(Stored data entries)
+++++

// argus-pipeline/src/stages.rs
// ============================================================================
// Module: Shared Stage Types
// Description: The common stage-trace shape every pipeline stage reports
//   through.
// Dependencies: serde
// ============================================================================

use serde::Deserialize;
use serde::Serialize;

/// Outcome of a single named sub-stage within a pipeline stage.
#[derive(Debug, Clone, Copy, PartialEq, Eq, Serialize, Deserialize)]
#[serde(rename_all = "SCREAMING_SNAKE_CASE")]
pub enum StageStatus {
    /// The sub-stage completed without error.
    Success,
    /// The sub-stage failed; later sub-stages are skipped.
    Failed,
    /// The sub-stage was never attempted because an earlier one failed.
    Skipped,
}

/// A single sub-stage's outcome.
#[derive(Debug, Clone, PartialEq, Serialize, Deserialize)]
pub struct StageReport {
    /// Sub-stage name (`artifacts`, `dependencies`, `sbom`, `findings`,
    /// `reachability`, `threatIntel`, `actions`).
    pub stage: String,
    /// Outcome of this sub-stage.
    pub status: StageStatus,
    /// Number of documents written by this sub-stage.
    pub written: usize,
    /// Error messages collected, if any.
    pub errors: Vec<String>,
}

impl StageReport {
    /// Builds a successful stage report.
    #[must_use]
    pub fn success(stage: &str, written: usize) -> Self {
        Self { stage: stage.to_string(), status: StageStatus::Success, written, errors: Vec::new() }
    }

    /// Builds a failed stage report carrying `errors`.
    #[must_use]
    pub fn failed(stage: &str, errors: Vec<String>) -> Self {
        Self { stage: stage.to_string(), status: StageStatus::Failed, written: 0, errors }
    }

    /// Builds a skipped stage report (an earlier sub-stage already failed).
    #[must_use]
    pub fn skipped(stage: &str) -> Self {
        Self { stage: stage.to_string(), status: StageStatus::Skipped, written: 0, errors: Vec::new() }
    }
}

/// Appends `skipped` reports for every remaining stage name in `remaining`.
pub fn skip_remaining(reports: &mut Vec<StageReport>, remaining: &[&str]) {
    for stage in remaining {
        reports.push(StageReport::skipped(stage));
    }
}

+++++

**YOUR ASSIGNMENT**
Which lines above contain the word "this"? List them.

**REPLY TO THE TASK**
    /// Outcome of this sub-stage.
    /// Number of documents written by this sub-stage.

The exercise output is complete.